The question is reasonable enough. (This new post from Brian today could do with its own thread).

A bit controversial, but something I would suggest is to use only 3 fingers. For plenty of reasons but just now, a good reason enough is that you will have a choice of only 2 fingers to use next, and it will likely be obvious which one. It takes some dexterity but that will come.

I would also suggest use a new finger for each new note, even if it is on the same button, but I doubt I will get too much support here for that one, but it was a cloud clearing for me.

I could write a whole load here, but I'll leave it just now.

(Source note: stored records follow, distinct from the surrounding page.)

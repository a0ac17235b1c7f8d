use crate::csp::engine::Assignment;

/// Human-readable identification of a constraint, for logs and error reports.
#[derive(Debug, Clone)]
pub struct ConstraintDescriptor {
    pub name: String,
    pub description: String,
}

/// A rule restricting the values a set of variables may jointly take.
///
/// The set of constraint kinds is open-ended and chosen per problem; the
/// engine only needs the variables a constraint touches and a satisfaction
/// predicate over a partial assignment. Variables absent from the assignment
/// are unconstrained so far, so an implementation must report `true` until
/// enough of its variables are bound to witness a violation.
pub trait Constraint<V, D>: std::fmt::Debug {
    fn variables(&self) -> &[V];

    fn descriptor(&self) -> ConstraintDescriptor;

    fn satisfied(&self, assignment: &Assignment<V, D>) -> bool;
}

No one ever seems to have a rational explanation for these theories. Take no notice would be my advice to Brian, just let your fingers roam up and down the keyboard as smoothly and as fluidly and as naturally as possible.
Edited to add:
Watching my fingers while playing and thinking about this post, I see that as the hand roams up and down the keyboard  the next button is always pressed by the finger nearest to it. If there is for example a jump to a note higher up the scale, then the little finger goes to it, because it is nearest. (Forget that nonsense about only playing with 3 fingers). I am talking as a semitone-box player. Obviously if you play DG and have 'accidentals' at some distance from where your hand is playing you've a problem, though that is easily solved.
« Last Edit: March 20, 2020, 04:33:22 PM by richard.fleming »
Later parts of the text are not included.